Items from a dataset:
use crate::models::{Order, OrderStatus};
use chrono::{DateTime, Utc};
use parking_lot::RwLock;
use std::collections::HashMap;
use uuid::Uuid;

/// Durable storage boundary for orders. The core treats persistence as
/// a keyed store with these query shapes; the backing technology lives
/// outside the workspace.
pub trait OrderStore: Send + Sync {
    fn save(&self, order: Order);
    fn find_by_id(&self, order_id: Uuid) -> Option<Order>;
    /// Orders for a user, newest first.
    fn find_by_user(&self, user_id: i64) -> Vec<Order>;
    fn find_all(&self) -> Vec<Order>;
    fn find_by_status(&self, status: OrderStatus) -> Vec<Order>;
    /// Orders whose order date falls inside the inclusive range.
    fn find_by_date_range(&self, start: DateTime<Utc>, end: DateTime<Utc>) -> Vec<Order>;
}

#[derive(Default)]
pub struct InMemoryOrderStore {
    orders: RwLock<HashMap<Uuid, Order>>,
}

impl InMemoryOrderStore {
    pub fn new() -> Self {
        Self::default()
    }
}

impl OrderStore for InMemoryOrderStore {
    fn save(&self, order: Order) {
        self.orders.write().insert(order.id, order);
    }

    fn find_by_id(&self, order_id: Uuid) -> Option<Order> {
        self.orders.read().get(&order_id).cloned()
    }

    fn find_by_user(&self, user_id: i64) -> Vec<Order> {
        let mut orders: Vec<Order> = self
            .orders
            .read()
            .values()
            .filter(|order| order.user_id == user_id)
            .cloned()
            .collect();
        orders.sort_by(|a, b| b.order_date.cmp(&a.order_date));
        orders
    }

    fn find_all(&self) -> Vec<Order> {
        self.orders.read().values().cloned().collect()
    }

    fn find_by_status(&self, status: OrderStatus) -> Vec<Order> {
        self.orders
            .read()
            .values()
            .filter(|order| order.status == status)
            .cloned()
            .collect()
    }

    fn find_by_date_range(&self, start: DateTime<Utc>, end: DateTime<Utc>) -> Vec<Order> {
        self.orders
            .read()
            .values()
            .filter(|order| order.order_date >= start && order.order_date <= end)
            .cloned()
            .collect()
    }
}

§ Problem statement
Read through the entries and copy each line in which "Option" appears.

§ Response to this exercise
    fn find_by_id(&self, order_id: Uuid) -> Option<Order>;
    fn find_by_id(&self, order_id: Uuid) -> Option<Order> {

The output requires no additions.